The Yala team promptly addressed the incident on X (formerly Twitter), confirming the attack and its impact on the YU stablecoin’s price stability.
“Our protocol recently experienced an attempted attack that briefly impacted YU’s peg,” the team said.
Yala Co-founder Vicky Fu disclosed that the team is now working with external security specialists, including SlowMist and Fuzzland, to investigate the breach.
The team assured users that all assets remain secure while they focus on restoring stability and strengthening protocol security.
After the announcement, YU, designed to maintain a stable $1 value, fluctuated between $0.798 and $0.996.
Source: DexScreener
Currently, only $784,000 in USDC liquidity exists in the YU stablecoin pool on Ethereum.
The Yala team has temporarily disabled the Convert and Bridge functions to ensure complete stability during system improvements.
In a September 14 X post, the team stated, “All other protocol functions remain unaffected, and user assets remain safe. We’ll share more updates once maintenance is complete.”
A stablecoin’s core function is maintaining a 1:1 “peg” to fiat currency value; without this peg, the fundamental purpose fails.
YU operates as an over-collateralized stablecoin, meaning it’s backed by digital asset reserves (BTC) that exceed the stablecoin’s own value.

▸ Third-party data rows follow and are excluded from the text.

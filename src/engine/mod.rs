//! Batch execution engine
//!
//! This module provides the scheduling core: the per-context [`Executor`]
//! with its FIFO loader registry and tick loop, the thread-bound current
//! instance with scoped overrides, and scheduler metrics.

pub mod context;
pub mod executor;
pub mod metrics;

pub use context::ExecutorScope;
pub use executor::Executor;
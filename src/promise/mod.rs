//! Futures as seen by the scheduler
//!
//! The executor only ever needs two things from a future: whether it is still
//! pending, and a way to reject it when the registry drains without anyone
//! fulfilling it. [`BatchFuture`] captures that contract. [`Promise`] is the
//! minimal settle-once implementation shipped with the crate; hosts with
//! their own future type implement [`BatchFuture`] for it instead.

use std::cell::RefCell;
use std::rc::Rc;

use crate::BatchError;

/// The scheduler-side contract of a future.
///
/// Fulfillment is never performed by the executor; only loaders fulfill, as a
/// side effect of [`Loader::resolve`](crate::loader::Loader::resolve). The
/// executor calls `reject` in exactly one situation: the registry drained
/// while this future was still pending.
pub trait BatchFuture {
    /// True while the future has neither been fulfilled nor rejected
    fn is_pending(&self) -> bool;

    /// Reject the future. Must be a no-op if the future is already settled.
    fn reject(&self, error: BatchError);
}

#[derive(Debug)]
enum PromiseState<T> {
    Pending,
    Fulfilled(T),
    Rejected(BatchError),
}

/// A handle to a value that is initially pending and later fulfilled or
/// rejected exactly once.
///
/// Clones share state, so a loader can keep one handle and give another to
/// the caller awaiting the value. The first settlement wins; later `fulfill`
/// or `reject` calls are ignored and report `false`.
#[derive(Debug)]
pub struct Promise<T> {
    state: Rc<RefCell<PromiseState<T>>>,
}

impl<T> Promise<T> {
    /// Create a pending promise
    pub fn new() -> Self {
        Self {
            state: Rc::new(RefCell::new(PromiseState::Pending)),
        }
    }

    /// Fulfill the promise. Returns false if it was already settled.
    pub fn fulfill(&self, value: T) -> bool {
        let mut state = self.state.borrow_mut();
        match *state {
            PromiseState::Pending => {
                *state = PromiseState::Fulfilled(value);
                true
            }
            _ => false,
        }
    }

    /// Reject the promise. Returns false if it was already settled.
    pub fn reject(&self, error: BatchError) -> bool {
        let mut state = self.state.borrow_mut();
        match *state {
            PromiseState::Pending => {
                *state = PromiseState::Rejected(error);
                true
            }
            _ => false,
        }
    }

    /// True while the promise has neither been fulfilled nor rejected
    pub fn is_pending(&self) -> bool {
        matches!(*self.state.borrow(), PromiseState::Pending)
    }

    /// True once the promise has been fulfilled
    pub fn is_fulfilled(&self) -> bool {
        matches!(*self.state.borrow(), PromiseState::Fulfilled(_))
    }

    /// True once the promise has been rejected
    pub fn is_rejected(&self) -> bool {
        matches!(*self.state.borrow(), PromiseState::Rejected(_))
    }

    /// The rejection error, if the promise was rejected
    pub fn error(&self) -> Option<BatchError> {
        match &*self.state.borrow() {
            PromiseState::Rejected(error) => Some(error.clone()),
            _ => None,
        }
    }
}

impl<T: Clone> Promise<T> {
    /// The fulfilled value, if the promise was fulfilled
    pub fn value(&self) -> Option<T> {
        match &*self.state.borrow() {
            PromiseState::Fulfilled(value) => Some(value.clone()),
            _ => None,
        }
    }
}

impl<T> Clone for Promise<T> {
    fn clone(&self) -> Self {
        Self {
            state: self.state.clone(),
        }
    }
}

impl<T> Default for Promise<T> {
    fn default() -> Self {
        Self::new()
    }
}

impl<T> BatchFuture for Promise<T> {
    fn is_pending(&self) -> bool {
        Promise::is_pending(self)
    }

    fn reject(&self, error: BatchError) {
        Promise::reject(self, error);
    }
}

#[cfg(test)]
mod tests {
    use super::*;

    #[test]
    fn test_promise_starts_pending() {
        let promise: Promise<u32> = Promise::new();
        assert!(promise.is_pending());
        assert!(!promise.is_fulfilled());
        assert!(!promise.is_rejected());
        assert_eq!(promise.value(), None);
    }

    #[test]
    fn test_first_settlement_wins() {
        let promise = Promise::new();
        assert!(promise.fulfill(7));
        assert!(!promise.fulfill(9));
        assert!(!promise.reject(BatchError::Internal("late".to_string())));

        assert_eq!(promise.value(), Some(7));
        assert!(promise.error().is_none());
    }

    #[test]
    fn test_rejection_is_readable() {
        let promise: Promise<()> = Promise::new();
        assert!(promise.reject(BatchError::Internal("boom".to_string())));
        assert!(promise.is_rejected());
        assert!(matches!(promise.error(), Some(BatchError::Internal(_))));
    }

    #[test]
    fn test_clones_share_state() {
        let promise = Promise::new();
        let other = promise.clone();
        promise.fulfill("shared");
        assert!(!other.is_pending());
        assert_eq!(other.value(), Some("shared"));
    }
}
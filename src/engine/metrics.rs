//! Metrics collection for batch execution
//!
//! Provides Prometheus-compatible metrics for monitoring scheduler activity:
//! how often loaders are registered and ticked, how deep the registry runs,
//! and how many futures were left broken.

use lazy_static::lazy_static;
use prometheus::{
    register_int_counter, register_int_counter_vec, register_int_gauge, Encoder, IntCounter,
    IntCounterVec, IntGauge, TextEncoder,
};

use crate::loader::LoaderKey;

lazy_static! {
    /// Counter for resolution steps
    static ref TICKS: IntCounter = register_int_counter!(
        "querybatch_ticks_total",
        "Total number of resolution steps performed"
    ).unwrap();

    /// Counter for loader registrations, labelled by loader type
    static ref REGISTRATIONS: IntCounterVec = register_int_counter_vec!(
        "querybatch_loader_registrations_total",
        "Total number of loader registrations",
        &["loader"]
    ).unwrap();

    /// Counter for broken-future rejections
    static ref BROKEN_FUTURES: IntCounter = register_int_counter!(
        "querybatch_broken_futures_total",
        "Futures rejected because the registry drained while they were still pending"
    ).unwrap();

    /// Gauge for current registry depth
    static ref REGISTRY_DEPTH: IntGauge = register_int_gauge!(
        "querybatch_registry_depth",
        "Loaders currently queued for resolution"
    ).unwrap();
}

pub(crate) fn record_tick() {
    TICKS.inc();
}

pub(crate) fn record_registration(key: &LoaderKey) {
    REGISTRATIONS.with_label_values(&[key.type_name()]).inc();
}

pub(crate) fn record_broken_future() {
    BROKEN_FUTURES.inc();
}

pub(crate) fn set_registry_depth(depth: usize) {
    REGISTRY_DEPTH.set(depth as i64);
}

/// Export metrics in Prometheus text format
pub fn export_metrics() -> Result<String, Box<dyn std::error::Error + Send + Sync>> {
    let encoder = TextEncoder::new();
    let metric_families = prometheus::gather();
    let mut buffer = Vec::new();

    encoder
        .encode(&metric_families, &mut buffer)
        .map_err(|e| format!("Failed to encode metrics: {}", e))?;

    String::from_utf8(buffer).map_err(|e| format!("Failed to convert metrics to UTF-8: {}", e).into())
}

With YU still struggling to maintain its peg, Yala faces a critical period for securing user trust and industry confidence.
At roughly $140M market cap, YU remains small compared to established stablecoins like Tether (USDT) and Circle (USDC), which hold $170 billion and $73 billion market capitalizations, respectively.
Even newer stablecoins like Ethena (USDe) and WLFI (USD1) command $13.5 billion and $5.8 billion valuations, respectively.
However, YU’s peg struggles aren’t the first of their kind in the crypto market.
Even Tether’s USDT temporarily lost its dollar peg in 2023 when two major trading pools became heavily imbalanced.
Tether CTO Paolo Ardoino explained that volatile stablecoin markets create opportunities for attackers to exploit liquidity pool imbalances.
More recently, in April, synthetic stablecoin sUSD, long pegged to the U.S. dollar within the Synthetix ecosystem, dramatically lost its peg, dropping to $0.68.